*YOUR OBJECTIVE:* Retyping the records exactly is the whole task.

[[ DATASET open ]]

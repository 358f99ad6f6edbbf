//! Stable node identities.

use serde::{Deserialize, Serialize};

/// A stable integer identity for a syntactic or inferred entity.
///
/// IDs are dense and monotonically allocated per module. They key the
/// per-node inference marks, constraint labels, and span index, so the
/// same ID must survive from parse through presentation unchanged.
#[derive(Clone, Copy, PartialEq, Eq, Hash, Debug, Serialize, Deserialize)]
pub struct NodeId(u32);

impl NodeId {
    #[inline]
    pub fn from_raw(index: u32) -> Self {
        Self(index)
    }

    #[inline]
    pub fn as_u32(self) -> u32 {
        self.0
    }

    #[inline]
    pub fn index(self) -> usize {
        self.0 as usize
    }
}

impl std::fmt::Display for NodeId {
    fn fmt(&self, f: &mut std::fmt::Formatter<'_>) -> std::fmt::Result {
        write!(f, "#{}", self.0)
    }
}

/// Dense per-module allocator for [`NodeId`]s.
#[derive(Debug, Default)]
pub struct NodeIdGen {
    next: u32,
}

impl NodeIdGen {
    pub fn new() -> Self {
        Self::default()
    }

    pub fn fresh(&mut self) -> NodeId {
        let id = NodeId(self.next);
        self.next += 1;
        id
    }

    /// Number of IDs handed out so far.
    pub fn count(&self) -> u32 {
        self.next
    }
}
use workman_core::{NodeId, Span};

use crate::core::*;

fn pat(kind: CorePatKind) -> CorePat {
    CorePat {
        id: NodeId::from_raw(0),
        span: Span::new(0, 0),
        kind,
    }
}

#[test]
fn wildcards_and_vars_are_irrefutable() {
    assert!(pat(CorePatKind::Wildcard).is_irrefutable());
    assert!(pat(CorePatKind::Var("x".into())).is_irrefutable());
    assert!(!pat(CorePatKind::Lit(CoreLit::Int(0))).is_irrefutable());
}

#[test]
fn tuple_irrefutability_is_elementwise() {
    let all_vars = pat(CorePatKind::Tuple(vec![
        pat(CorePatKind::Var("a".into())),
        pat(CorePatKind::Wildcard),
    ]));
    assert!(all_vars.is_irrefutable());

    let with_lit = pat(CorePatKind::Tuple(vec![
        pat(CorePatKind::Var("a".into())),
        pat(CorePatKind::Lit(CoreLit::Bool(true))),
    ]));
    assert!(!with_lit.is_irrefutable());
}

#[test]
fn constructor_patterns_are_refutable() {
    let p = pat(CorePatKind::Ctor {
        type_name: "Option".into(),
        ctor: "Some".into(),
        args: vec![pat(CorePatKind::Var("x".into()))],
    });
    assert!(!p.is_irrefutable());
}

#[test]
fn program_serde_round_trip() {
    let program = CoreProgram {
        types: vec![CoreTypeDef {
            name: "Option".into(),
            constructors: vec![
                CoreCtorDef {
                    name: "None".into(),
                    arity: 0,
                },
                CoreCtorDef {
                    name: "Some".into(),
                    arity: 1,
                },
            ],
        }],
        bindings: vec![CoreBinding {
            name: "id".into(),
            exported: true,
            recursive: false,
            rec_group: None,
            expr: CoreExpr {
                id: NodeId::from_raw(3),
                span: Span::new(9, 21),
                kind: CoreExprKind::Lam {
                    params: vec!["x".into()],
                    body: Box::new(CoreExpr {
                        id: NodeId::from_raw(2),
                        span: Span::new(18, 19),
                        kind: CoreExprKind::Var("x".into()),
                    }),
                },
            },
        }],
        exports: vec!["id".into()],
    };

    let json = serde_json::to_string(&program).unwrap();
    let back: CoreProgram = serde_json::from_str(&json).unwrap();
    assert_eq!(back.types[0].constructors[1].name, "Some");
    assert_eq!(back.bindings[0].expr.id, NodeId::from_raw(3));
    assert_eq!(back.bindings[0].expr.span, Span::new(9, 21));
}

[[ DATASET closed ]]

*TASK SOLUTION:*
repository 358f99ad6f6edbbf
//! Stable node identities.

use serde::{Deserialize, Serialize};

/// A stable integer identity for a syntactic or inferred entity.
///
/// IDs are dense and monotonically allocated per module. They key the
/// per-node inference marks, constraint labels, and span index, so the
/// same ID must survive from parse through presentation unchanged.
#[derive(Clone, Copy, PartialEq, Eq, Hash, Debug, Serialize, Deserialize)]
pub struct NodeId(u32);

impl NodeId {
    #[inline]
    pub fn from_raw(index: u32) -> Self {
        Self(index)
    }

    #[inline]
    pub fn as_u32(self) -> u32 {
        self.0
    }

    #[inline]
    pub fn index(self) -> usize {
        self.0 as usize
    }
}

impl std::fmt::Display for NodeId {
    fn fmt(&self, f: &mut std::fmt::Formatter<'_>) -> std::fmt::Result {
        write!(f, "#{}", self.0)
    }
}

/// Dense per-module allocator for [`NodeId`]s.
#[derive(Debug, Default)]
pub struct NodeIdGen {
    next: u32,
}

impl NodeIdGen {
    pub fn new() -> Self {
        Self::default()
    }

    pub fn fresh(&mut self) -> NodeId {
        let id = NodeId(self.next);
        self.next += 1;
        id
    }

    /// Number of IDs handed out so far.
    pub fn count(&self) -> u32 {
        self.next
    }
}
use workman_core::{NodeId, Span};

use crate::core::*;

fn pat(kind: CorePatKind) -> CorePat {
    CorePat {
        id: NodeId::from_raw(0),
        span: Span::new(0, 0),
        kind,
    }
}

#[test]
fn wildcards_and_vars_are_irrefutable() {
    assert!(pat(CorePatKind::Wildcard).is_irrefutable());
    assert!(pat(CorePatKind::Var("x".into())).is_irrefutable());
    assert!(!pat(CorePatKind::Lit(CoreLit::Int(0))).is_irrefutable());
}

#[test]
fn tuple_irrefutability_is_elementwise() {
    let all_vars = pat(CorePatKind::Tuple(vec![
        pat(CorePatKind::Var("a".into())),
        pat(CorePatKind::Wildcard),
    ]));
    assert!(all_vars.is_irrefutable());

    let with_lit = pat(CorePatKind::Tuple(vec![
        pat(CorePatKind::Var("a".into())),
        pat(CorePatKind::Lit(CoreLit::Bool(true))),
    ]));
    assert!(!with_lit.is_irrefutable());
}

#[test]
fn constructor_patterns_are_refutable() {
    let p = pat(CorePatKind::Ctor {
        type_name: "Option".into(),
        ctor: "Some".into(),
        args: vec![pat(CorePatKind::Var("x".into()))],
    });
    assert!(!p.is_irrefutable());
}

#[test]
fn program_serde_round_trip() {
    let program = CoreProgram {
        types: vec![CoreTypeDef {
            name: "Option".into(),
            constructors: vec![
                CoreCtorDef {
                    name: "None".into(),
                    arity: 0,
                },
                CoreCtorDef {
                    name: "Some".into(),
                    arity: 1,
                },
            ],
        }],
        bindings: vec![CoreBinding {
            name: "id".into(),
            exported: true,
            recursive: false,
            rec_group: None,
            expr: CoreExpr {
                id: NodeId::from_raw(3),
                span: Span::new(9, 21),
                kind: CoreExprKind::Lam {
                    params: vec!["x".into()],
                    body: Box::new(CoreExpr {
                        id: NodeId::from_raw(2),
                        span: Span::new(18, 19),
                        kind: CoreExprKind::Var("x".into()),
                    }),
                },
            },
        }],
        exports: vec!["id".into()],
    };

    let json = serde_json::to_string(&program).unwrap();
    let back: CoreProgram = serde_json::from_str(&json).unwrap();
    assert_eq!(back.types[0].constructors[1].name, "Some");
    assert_eq!(back.bindings[0].expr.id, NodeId::from_raw(3));
    assert_eq!(back.bindings[0].expr.span, Span::new(9, 21));
}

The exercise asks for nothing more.